Genomes differ among individuals and species. Evolutionary genomics studies genome variability and genome changes using evolutionary principles. Typical applications in pathogen research include molecular epidemiology (e.g., wildlife origin of SARS-CoV-2 & tracking Covid-19 spread), molecular evolution (e.g., identify key genes and protein sequences contributing to virulence and immune escape), and vaccine design (e.g., influenza vaccine based on latest circulating strains).
Genome changes are studied at two distinct levels: (1) within-species/within-population variations (e.g., genomic changes during Covid-19 pandemic), and (2) between-species divergence (e.g., difference between SARS-CoV-1 and SARS-CoV-2).
The key for analyzing genome variations within species is "population-thinking", the idea that there is no one individual genome that is standard, normal, or "wildtype".
The key for comparing genomes across species is "tree-thinking", the idea that evolution happens by diversification (like a branching tree), not by climbing a ladder. There is no such thing as "advanced" or "primitive" species.
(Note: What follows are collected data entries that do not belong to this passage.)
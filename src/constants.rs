//! # Constants and type definitions for Clusterscope
//!
//! This module centralizes the **fixed policy constants** and **common type aliases**
//! used across the diagnostics pipeline.
//!
//! ## Overview
//!
//! - Percentile positions used to select the structural radii
//! - Default regime-classification factors
//! - Snapshot file naming convention
//! - Scalar type aliases shared by the profiler and the aggregator
//!
//! The regime factors below are decision boundaries, not tuning knobs: the
//! [`RegimeThresholds`](crate::regime::RegimeThresholds) defaults reproduce them exactly.

// -------------------------------------------------------------------------------------------------
// Structural radii
// -------------------------------------------------------------------------------------------------

/// Fraction of particles enclosed by the core radius
pub const CORE_FRACTION: f64 = 0.10;

/// Fraction of particles enclosed by the half-mass radius proxy
pub const HALF_FRACTION: f64 = 0.50;

/// Fraction of particles enclosed by the tidal radius proxy
pub const TIDAL_FRACTION: f64 = 0.90;

// -------------------------------------------------------------------------------------------------
// Regime classification
// -------------------------------------------------------------------------------------------------

/// Concentration growth factor above which the cluster is in core collapse
pub const CORE_COLLAPSE_FACTOR: f64 = 1.2;

/// Core radius shrink factor below which the cluster is mass segregating
pub const MASS_SEGREGATION_FACTOR: f64 = 0.9;

/// Tidal radius growth factor above which the cluster is evaporating
pub const EVAPORATION_FACTOR: f64 = 1.1;

/// Minimum number of snapshots needed to describe an evolution
pub const MIN_SNAPSHOTS: usize = 2;

// -------------------------------------------------------------------------------------------------
// Snapshot format
// -------------------------------------------------------------------------------------------------

/// Number of whitespace-separated tokens of a particle record
/// (`id mass x y z vx vy vz`).
pub const PARTICLE_RECORD_TOKENS: usize = 8;

/// Number of header lines preceding the particle records
pub const HEADER_LINES: usize = 3;

/// File names produced by the integrator: four digits and the `.dat` extension
pub const SNAPSHOT_FILE_PATTERN: &str = r"^[0-9]{4}\.dat$";

// -------------------------------------------------------------------------------------------------
// Type aliases
// -------------------------------------------------------------------------------------------------

/// Distance from the origin, in simulation length units
pub type Radius = f64;

/// Velocity magnitude, in simulation velocity units
pub type Speed = f64;

/// Simulation time, in N-body time units
pub type Time = f64;

/// Identifier of a particle inside a snapshot
pub type ParticleId = i64;

/// Identifier of a snapshot, as written by the integrator
pub type SnapshotId = i64;
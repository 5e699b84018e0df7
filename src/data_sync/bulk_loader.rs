use super::config::AccountSyncConfig;
use super::rpc::{AccountReader, BufferAndSlot, Commitment, RpcError};
use crate::types::Pubkey;
use dashmap::DashMap;
use futures::future::join_all;
use parking_lot::Mutex;
use std::sync::atomic::{AtomicU64, Ordering};
use std::sync::{Arc, Weak};
use std::time::{Duration, Instant};
use thiserror::Error;
use tokio::sync::mpsc;
use tokio::task::JoinHandle;
use tokio::time::MissedTickBehavior;
use tracing::{debug, error, info};

pub type CallbackId = u64;

/// Invoked with the new raw contents whenever a registered account changes.
pub type OnAccountChange = Arc<dyn Fn(&BufferAndSlot) + Send + Sync>;

/// Invoked once per failed chunk of a load.
pub type OnLoadError = Arc<dyn Fn(Arc<ChunkLoadError>) + Send + Sync>;

#[derive(Debug, Error)]
pub enum LoaderError {
    #[error("callback {callback_id} is already registered for account {key}")]
    DuplicateCallback { key: Pubkey, callback_id: CallbackId },
}

/// A batched read that failed. Other chunks of the same load are unaffected.
#[derive(Debug, Error)]
#[error("failed to load chunk {chunk_index} ({} accounts): {source}", .keys.len())]
pub struct ChunkLoadError {
    pub chunk_index: usize,
    pub keys: Vec<Pubkey>,
    #[source]
    pub source: RpcError,
}

/// Summary of a single [`BulkAccountLoader::load`] pass.
#[derive(Debug, Clone, Copy, Default, PartialEq, Eq)]
pub struct LoadStats {
    pub accounts: usize,
    pub chunks: usize,
    pub failed_chunks: usize,
    /// Accounts whose contents changed
    pub changed: usize,
}

struct Listener {
    callback_id: CallbackId,
    on_change: OnAccountChange,
    /// Deliver the next newer observation even if the bytes did not change.
    redeliver: bool,
}

#[derive(Default)]
struct AccountToLoad {
    /// Fired in registration order
    listeners: Vec<Listener>,
    last: Option<BufferAndSlot>,
}

struct PollingTask {
    shutdown_tx: mpsc::Sender<()>,
    _task: JoinHandle<()>,
}

struct LoaderInner {
    reader: Arc<dyn AccountReader>,
    commitment: Commitment,
    polling_frequency: Duration,
    chunk_size: usize,
    accounts: DashMap<Pubkey, AccountToLoad>,
    error_callbacks: DashMap<CallbackId, OnLoadError>,
    next_callback_id: AtomicU64,
    polling: Mutex<Option<PollingTask>>,
}

/// Keeps a set of accounts fresh with batched `getMultipleAccounts` reads.
///
/// Handles are cheap to clone and share one registry. Each registered address
/// keeps the last bytes and slot it was seen at; a callback only fires when a
/// strictly newer slot carries different bytes, or on the first observation.
#[derive(Clone)]
pub struct BulkAccountLoader {
    inner: Arc<LoaderInner>,
}

/// Handle that does not keep the loader alive.
#[derive(Clone)]
pub struct WeakAccountLoader {
    inner: Weak<LoaderInner>,
}

impl WeakAccountLoader {
    pub fn upgrade(&self) -> Option<BulkAccountLoader> {
        self.inner.upgrade().map(|inner| BulkAccountLoader { inner })
    }
}

impl std::fmt::Debug for BulkAccountLoader {
    fn fmt(&self, f: &mut std::fmt::Formatter<'_>) -> std::fmt::Result {
        f.debug_struct("BulkAccountLoader")
            .field("commitment", &self.inner.commitment)
            .field("polling_frequency", &self.inner.polling_frequency)
            .field("chunk_size", &self.inner.chunk_size)
            .field("accounts", &self.inner.accounts.len())
            .field("polling", &self.is_polling())
            .finish()
    }
}

impl BulkAccountLoader {
    pub fn new(reader: Arc<dyn AccountReader>, commitment: Commitment, polling_frequency: Duration) -> Self {
        let chunk_size = reader.max_accounts_per_request();
        Self::with_chunk_size(reader, commitment, polling_frequency, chunk_size)
    }

    pub fn from_config(reader: Arc<dyn AccountReader>, config: &AccountSyncConfig) -> Self {
        Self::with_chunk_size(reader, config.commitment, config.polling_frequency(), config.max_accounts_per_request)
    }

    /// `chunk_size` is capped by what the reader accepts per request.
    pub fn with_chunk_size(reader: Arc<dyn AccountReader>, commitment: Commitment, polling_frequency: Duration, chunk_size: usize) -> Self {
        let chunk_size = chunk_size.min(reader.max_accounts_per_request()).max(1);
        Self {
            inner: Arc::new(LoaderInner {
                reader,
                commitment,
                polling_frequency,
                chunk_size,
                accounts: DashMap::new(),
                error_callbacks: DashMap::new(),
                next_callback_id: AtomicU64::new(1),
                polling: Mutex::new(None),
            }),
        }
    }

    pub fn commitment(&self) -> Commitment {
        self.inner.commitment
    }

    pub fn polling_frequency(&self) -> Duration {
        self.inner.polling_frequency
    }

    pub fn chunk_size(&self) -> usize {
        self.inner.chunk_size
    }

    /// Number of registered addresses.
    pub fn len(&self) -> usize {
        self.inner.accounts.len()
    }

    pub fn is_empty(&self) -> bool {
        self.inner.accounts.is_empty()
    }

    pub fn contains(&self, key: &Pubkey) -> bool {
        self.inner.accounts.contains_key(key)
    }

    /// Last observed contents of `key`, if it has been loaded.
    pub fn get_account_data(&self, key: &Pubkey) -> Option<BufferAndSlot> {
        self.inner.accounts.get(key).and_then(|account| account.last.clone())
    }

    pub fn downgrade(&self) -> WeakAccountLoader {
        WeakAccountLoader { inner: Arc::downgrade(&self.inner) }
    }

    /// Allocate a callback id that no other listener of this loader will get,
    /// for use with [`BulkAccountLoader::add_account_with_id`].
    pub fn reserve_callback_id(&self) -> CallbackId {
        self.inner.next_callback_id.fetch_add(1, Ordering::Relaxed)
    }

    /// Register a listener for `key`. Does not trigger a load.
    pub fn add_account(&self, key: Pubkey, on_change: OnAccountChange) -> CallbackId {
        let callback_id = self.reserve_callback_id();
        self.inner.accounts.entry(key).or_default().listeners.push(Listener { callback_id, on_change, redeliver: false });
        callback_id
    }

    pub fn add_account_with_id(&self, key: Pubkey, callback_id: CallbackId, on_change: OnAccountChange) -> Result<(), LoaderError> {
        let mut account = self.inner.accounts.entry(key).or_default();
        if account.listeners.iter().any(|listener| listener.callback_id == callback_id) {
            return Err(LoaderError::DuplicateCallback { key, callback_id });
        }
        account.listeners.push(Listener { callback_id, on_change, redeliver: false });
        Ok(())
    }

    /// Ask for the next observation of `key` at a newer slot to be delivered
    /// to this listener even when the bytes are unchanged. Used by listeners
    /// that failed to consume the previous delivery.
    pub fn request_redelivery(&self, key: &Pubkey, callback_id: CallbackId) {
        if let Some(mut account) = self.inner.accounts.get_mut(key) {
            if let Some(listener) = account.listeners.iter_mut().find(|listener| listener.callback_id == callback_id) {
                listener.redeliver = true;
            }
        }
    }

    /// Remove one listener. The address and its cached contents are dropped
    /// with the last listener. Unknown keys or ids are ignored.
    pub fn remove_account(&self, key: &Pubkey, callback_id: CallbackId) {
        let now_empty = match self.inner.accounts.get_mut(key) {
            Some(mut account) => {
                account.listeners.retain(|listener| listener.callback_id != callback_id);
                account.listeners.is_empty()
            }
            None => return,
        };

        if now_empty {
            self.inner.accounts.remove_if(key, |_, account| account.listeners.is_empty());
            debug!("Account {} no longer loaded", key);
        }
    }

    pub fn add_error_callback(&self, on_error: OnLoadError) -> CallbackId {
        let callback_id = self.reserve_callback_id();
        self.inner.error_callbacks.insert(callback_id, on_error);
        callback_id
    }

    pub fn remove_error_callback(&self, callback_id: CallbackId) {
        self.inner.error_callbacks.remove(&callback_id);
    }

    /// Read every registered address once, chunks in parallel.
    ///
    /// A failed chunk is reported to the error callbacks and leaves its
    /// accounts untouched; it never fails the whole load.
    pub async fn load(&self) -> LoadStats {
        let keys: Vec<Pubkey> = self.inner.accounts.iter().map(|entry| *entry.key()).collect();
        if keys.is_empty() {
            return LoadStats::default();
        }

        let load_start = Instant::now();
        let chunks: Vec<&[Pubkey]> = keys.chunks(self.inner.chunk_size).collect();
        let results = join_all(chunks.iter().enumerate().map(|(chunk_index, chunk)| self.load_chunk(chunk_index, chunk))).await;

        let mut stats = LoadStats { accounts: keys.len(), chunks: chunks.len(), ..LoadStats::default() };
        for result in results {
            match result {
                Some(changed) => stats.changed += changed,
                None => stats.failed_chunks += 1,
            }
        }

        debug!(
            "Loaded {} accounts in {} chunks ({} failed, {} changed) in {:?}",
            stats.accounts,
            stats.chunks,
            stats.failed_chunks,
            stats.changed,
            load_start.elapsed()
        );
        stats
    }

    /// Returns the number of changed accounts, or `None` if the chunk failed.
    async fn load_chunk(&self, chunk_index: usize, keys: &[Pubkey]) -> Option<usize> {
        let chunk_start = Instant::now();
        let response = match self.inner.reader.get_multiple_accounts(keys, self.inner.commitment).await {
            Ok(response) if response.values.len() == keys.len() => response,
            Ok(response) => {
                let source = RpcError::LengthMismatch { expected: keys.len(), actual: response.values.len() };
                self.report_error(ChunkLoadError { chunk_index, keys: keys.to_vec(), source });
                return None;
            }
            Err(source) => {
                self.report_error(ChunkLoadError { chunk_index, keys: keys.to_vec(), source });
                return None;
            }
        };

        debug!("Chunk {} ({} accounts) at slot {} read in {:?}", chunk_index, keys.len(), response.slot, chunk_start.elapsed());

        let mut changed = 0;
        for (key, buffer) in keys.iter().zip(response.values) {
            if self.handle_account_response(key, BufferAndSlot { slot: response.slot, buffer }) {
                changed += 1;
            }
        }
        Some(changed)
    }

    /// Apply one observation. Returns true if the contents changed.
    fn handle_account_response(&self, key: &Pubkey, response: BufferAndSlot) -> bool {
        let (callbacks, changed): (Vec<OnAccountChange>, bool) = {
            // removed while the read was in flight
            let Some(mut entry) = self.inner.accounts.get_mut(key) else {
                return false;
            };
            let account = &mut *entry;

            match account.last.as_mut() {
                Some(last) if response.slot <= last.slot => return false,
                Some(last) if last.buffer == response.buffer => {
                    last.slot = response.slot;
                    let callbacks = account
                        .listeners
                        .iter_mut()
                        .filter(|listener| listener.redeliver)
                        .map(|listener| {
                            listener.redeliver = false;
                            listener.on_change.clone()
                        })
                        .collect();
                    (callbacks, false)
                }
                _ => {
                    account.last = Some(response.clone());
                    let callbacks = account
                        .listeners
                        .iter_mut()
                        .map(|listener| {
                            listener.redeliver = false;
                            listener.on_change.clone()
                        })
                        .collect();
                    (callbacks, true)
                }
            }
        };

        // the registry guard is released so listeners may re-enter the loader
        for callback in callbacks {
            callback(&response);
        }
        changed
    }

    fn report_error(&self, error: ChunkLoadError) {
        error!("{}", error);
        let error = Arc::new(error);
        let callbacks: Vec<OnLoadError> = self.inner.error_callbacks.iter().map(|entry| entry.value().clone()).collect();
        for callback in callbacks {
            callback(error.clone());
        }
    }

    /// Start the periodic load. No-op if already polling.
    ///
    /// Must be called from within a tokio runtime. The first load happens one
    /// period after the call; a slow load delays the next tick instead of
    /// overlapping with it.
    pub fn start_polling(&self) {
        let mut polling = self.inner.polling.lock();
        if polling.is_some() {
            debug!("Bulk account loader already polling");
            return;
        }

        let (shutdown_tx, mut shutdown_rx) = mpsc::channel::<()>(1);
        let weak = self.downgrade();
        let period = self.inner.polling_frequency;

        let task = tokio::spawn(async move {
            let mut interval = tokio::time::interval_at(tokio::time::Instant::now() + period, period);
            interval.set_missed_tick_behavior(MissedTickBehavior::Delay);

            loop {
                tokio::select! {
                    _ = interval.tick() => {
                        let Some(loader) = weak.upgrade() else {
                            break;
                        };
                        loader.load().await;
                    }
                    _ = shutdown_rx.recv() => break,
                }
            }
            debug!("Bulk account loader polling task exited");
        });

        info!("Bulk account loader polling every {:?}", period);
        *polling = Some(PollingTask { shutdown_tx, _task: task });
    }

    /// Stop the periodic load. No-op if not polling. A load already in
    /// progress is allowed to finish.
    pub fn stop_polling(&self) {
        if let Some(polling) = self.inner.polling.lock().take() {
            let _ = polling.shutdown_tx.try_send(());
            info!("Bulk account loader polling stopped");
        }
    }

    pub fn is_polling(&self) -> bool {
        self.inner.polling.lock().is_some()
    }
}

impl Drop for LoaderInner {
    fn drop(&mut self) {
        if let Some(polling) = self.polling.get_mut().take() {
            let _ = polling.shutdown_tx.try_send(());
        }
    }
}
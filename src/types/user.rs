use super::Pubkey;
use borsh::{BorshDeserialize, BorshSerialize};

pub const MAX_POSITIONS: usize = 5;

/// Per-user root record. `positions` points at the user's positions record.
#[derive(Debug, Clone, Default, PartialEq, Eq, BorshSerialize, BorshDeserialize)]
pub struct UserAccount {
    pub authority: Pubkey,
    pub collateral: u128,
    pub cumulative_deposits: i128,
    pub total_fee_paid: u128,
    pub total_token_discount: u128,
    pub total_referral_reward: u128,
    pub total_referee_discount: u128,
    pub positions: Pubkey,
}

#[derive(Debug, Clone, Default, PartialEq, Eq, BorshSerialize, BorshDeserialize)]
pub struct UserPositionsAccount {
    pub user: Pubkey,
    pub positions: [MarketPosition; MAX_POSITIONS],
}

impl UserPositionsAccount {
    /// Positions with a non-zero base amount.
    pub fn open_positions(&self) -> impl Iterator<Item = &MarketPosition> {
        self.positions.iter().filter(|position| position.base_asset_amount != 0)
    }
}

#[derive(Debug, Clone, Copy, Default, PartialEq, Eq, BorshSerialize, BorshDeserialize)]
pub struct MarketPosition {
    pub market_index: u64,
    pub base_asset_amount: i128,
    pub quote_asset_amount: u128,
    pub last_cumulative_funding_rate: i128,
    pub last_cumulative_repeg_rebate: u128,
    pub last_funding_rate_ts: i64,
    pub open_orders: u128,
}
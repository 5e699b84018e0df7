use super::context::AccountContext;
use super::error::SubscriberError;
use super::lifecycle::SubscriptionLifecycle;
use super::poller::{AccountPoller, ManagedAccount, OnFetch};
use super::subscriber::{AccountSubscriber, OnAccountUpdate, broadcast_error, broadcast_update};
use crate::coder::ProgramAccount;
use crate::data_sync::{CallbackId, ChunkLoadError};
use crate::types::{AccountKind, Pubkey, UserAccount, UserPositionsAccount};
use futures::future::join_all;
use parking_lot::{Mutex, RwLock};
use std::sync::Arc;
use std::time::Duration;
use tokio::sync::broadcast;
use tracing::{debug, info, warn};

#[derive(Debug, Clone)]
pub enum UserAccountEvent {
    UserAccountData(Arc<UserAccount>),
    UserPositionsData(Arc<UserPositionsAccount>),
    Update,
    Fetched,
    FetchedAccount(AccountKind),
    Error(Arc<ChunkLoadError>),
    SubscriptionError(SubscriberError),
}

struct UserAccounts {
    user: Arc<AccountPoller<UserAccount>>,
    positions: Arc<AccountPoller<UserPositionsAccount>>,
}

impl UserAccounts {
    fn all(&self) -> [Arc<dyn ManagedAccount>; 2] {
        [self.user.clone(), self.positions.clone()]
    }
}

fn poller<T: ProgramAccount>(context: &AccountContext, key: Pubkey, event_tx: &broadcast::Sender<UserAccountEvent>) -> Arc<AccountPoller<T>> {
    let poller = context.account_poller::<T>(key);
    poller.set_error_callback(broadcast_error(event_tx, UserAccountEvent::SubscriptionError));
    Arc::new(poller)
}

fn on_update<T: ProgramAccount>(event_tx: &broadcast::Sender<UserAccountEvent>, event: fn(Arc<T>) -> UserAccountEvent) -> OnAccountUpdate<T> {
    broadcast_update(event_tx, event, UserAccountEvent::Update)
}

/// Keeps one user's root record and the positions record it points to in sync.
pub struct UserAccountSubscriber {
    context: AccountContext,
    user_key: Pubkey,
    lifecycle: Arc<SubscriptionLifecycle>,
    accounts: Arc<RwLock<Option<UserAccounts>>>,
    event_tx: broadcast::Sender<UserAccountEvent>,
    error_callback_id: Arc<Mutex<Option<CallbackId>>>,
}

impl UserAccountSubscriber {
    pub fn new(context: AccountContext, user_key: Pubkey) -> Self {
        let (event_tx, _) = broadcast::channel(context.event_channel_capacity.max(1));
        Self {
            context,
            user_key,
            lifecycle: SubscriptionLifecycle::new(),
            accounts: Arc::new(RwLock::new(None)),
            event_tx,
            error_callback_id: Arc::new(Mutex::new(None)),
        }
    }

    pub fn user_key(&self) -> Pubkey {
        self.user_key
    }

    pub fn context(&self) -> &AccountContext {
        &self.context
    }

    pub fn subscribe_events(&self) -> broadcast::Receiver<UserAccountEvent> {
        self.event_tx.subscribe()
    }

    pub fn is_subscribed(&self) -> bool {
        self.lifecycle.is_subscribed()
    }

    /// Subscribe to the user record, then to the positions record it names.
    pub async fn subscribe(&self) -> Result<bool, SubscriberError> {
        let context = self.context.clone();
        let user_key = self.user_key;
        let accounts = self.accounts.clone();
        let event_tx = self.event_tx.clone();
        let error_callback_id = self.error_callback_id.clone();

        self.lifecycle
            .subscribe(move || Self::subscribe_accounts(context, user_key, accounts, event_tx, error_callback_id))
            .await
    }

    async fn subscribe_accounts(
        context: AccountContext,
        user_key: Pubkey,
        accounts: Arc<RwLock<Option<UserAccounts>>>,
        event_tx: broadcast::Sender<UserAccountEvent>,
        error_callback_id: Arc<Mutex<Option<CallbackId>>>,
    ) -> Result<(), SubscriberError> {
        debug!("Subscribing to user {}", user_key);

        let user = poller::<UserAccount>(&context, user_key, &event_tx);
        user.subscribe(on_update(&event_tx, UserAccountEvent::UserAccountData)).await?;
        let Some(user_account) = user.data() else {
            AccountSubscriber::unsubscribe(user.as_ref()).await;
            return Err(SubscriberError::AccountNotLoaded(AccountKind::User));
        };

        let positions = poller::<UserPositionsAccount>(&context, user_account.positions, &event_tx);
        if let Err(e) = positions.subscribe(on_update(&event_tx, UserAccountEvent::UserPositionsData)).await {
            warn!("Failed to subscribe to positions {} of user {}: {}", user_account.positions, user_key, e);
            AccountSubscriber::unsubscribe(user.as_ref()).await;
            return Err(e);
        }

        if let Some(loader) = context.bulk_loader() {
            let event_tx = event_tx.clone();
            let callback_id = loader.add_error_callback(Arc::new(move |error: Arc<ChunkLoadError>| {
                let _ = event_tx.send(UserAccountEvent::Error(error));
            }));
            *error_callback_id.lock() = Some(callback_id);
        }

        info!("Subscribed to user {} with positions {}", user_key, user_account.positions);
        *accounts.write() = Some(UserAccounts { user, positions });
        Ok(())
    }

    /// Read both records once. No-op when not subscribed.
    pub async fn fetch(&self) -> Result<(), SubscriberError> {
        if !self.is_subscribed() {
            return Ok(());
        }

        let accounts = self.accounts.read().as_ref().map(|accounts| accounts.all().to_vec()).unwrap_or_default();
        let results = match self.context.bulk_loader() {
            Some(loader) => {
                loader.load().await;
                accounts.iter().map(|account| account.apply_latest()).collect::<Vec<_>>()
            }
            None => join_all(accounts.iter().map(|account| account.fetch())).await,
        };

        let _ = self.event_tx.send(UserAccountEvent::Fetched);
        results.into_iter().find_map(Result::err).map_or(Ok(()), Err)
    }

    pub async fn unsubscribe(&self) {
        if !self.lifecycle.unsubscribe().await {
            return;
        }

        let records = self.accounts.write().take();
        if let (Some(loader), Some(callback_id)) = (self.context.bulk_loader(), self.error_callback_id.lock().take()) {
            loader.remove_error_callback(callback_id);
        }
        if let Some(records) = records {
            join_all(records.all().iter().map(|account| account.unsubscribe())).await;
        }
        debug!("Unsubscribed from user {}", self.user_key);
    }

    fn with_accounts<R>(&self, read: impl FnOnce(&UserAccounts) -> Result<R, SubscriberError>) -> Result<R, SubscriberError> {
        if !self.is_subscribed() {
            return Err(SubscriberError::NotSubscribed);
        }
        match self.accounts.read().as_ref() {
            Some(accounts) => read(accounts),
            None => Err(SubscriberError::NotSubscribed),
        }
    }

    pub fn get_user_account(&self) -> Result<Arc<UserAccount>, SubscriberError> {
        self.with_accounts(|accounts| accounts.user.data().ok_or(SubscriberError::AccountNotLoaded(AccountKind::User)))
    }

    pub fn get_user_positions_account(&self) -> Result<Arc<UserPositionsAccount>, SubscriberError> {
        self.with_accounts(|accounts| accounts.positions.data().ok_or(SubscriberError::AccountNotLoaded(AccountKind::UserPositions)))
    }

    fn managed_account(&self, kind: AccountKind) -> Result<Arc<dyn ManagedAccount>, SubscriberError> {
        self.with_accounts(|accounts| {
            accounts.all().into_iter().find(|account| account.kind() == kind).ok_or(SubscriberError::OptionalNotSubscribed(kind))
        })
    }

    pub fn start_polling(&self, kind: AccountKind) -> Result<(), SubscriberError> {
        let event_tx = self.event_tx.clone();
        let on_fetch: OnFetch = Arc::new(move |kind: AccountKind| {
            let _ = event_tx.send(UserAccountEvent::FetchedAccount(kind));
        });
        self.managed_account(kind)?.start_polling(on_fetch)
    }

    pub fn stop_polling(&self, kind: AccountKind) -> Result<(), SubscriberError> {
        self.managed_account(kind)?.stop_polling()
    }

    pub fn set_polling_rate(&self, kind: AccountKind, polling_rate: Duration) -> Result<(), SubscriberError> {
        self.managed_account(kind)?.set_polling_rate(polling_rate);
        Ok(())
    }
}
All living species have the exact same evolutionary distances/time of divergence since the origin of life.
Case studies from Qiu Lab
Essential bioinformatics skills
- Linux command-line interface (e.g., BASH shell)
- Familiarity with a programming language (e.g., Python or Perl)
- Data visualization & statistical analysis (e.g., JavaScript; the R statistical computing environment)
Learning Goals
- Be able to compare evolutionary relationships using phylogenetic trees
- Be able to use command-line tools for batch-processing of genome files
- Be able to perform genome-wide association analysis on the R platform
Schedule
- 9:00 - 9:25: Introduction; Install R & R Studio; Download fasta file & save as "spike.fasta" :
- 9:30 - 10:00: Unix Tutorial (Part I. Unix Basics)
- 10:05 - 10:30: Unix Tutorial (Part II Advanced Unix)
- 10:35 - 11:00: Tree-thinking Quizzes: Slides & Handouts
- 11:05 - 12: Build molecular phylogeny online
Exercises & Challenges
- Finish Tree Thinking Quizzes
- Unix exercises:
- count the number of sequences using "grep -v" or "wc"
- display the first 5 lines of a file
- display the last 5 lines of a file
- change upper-cases to lower-cases
- change "|" to "_"
- replace strings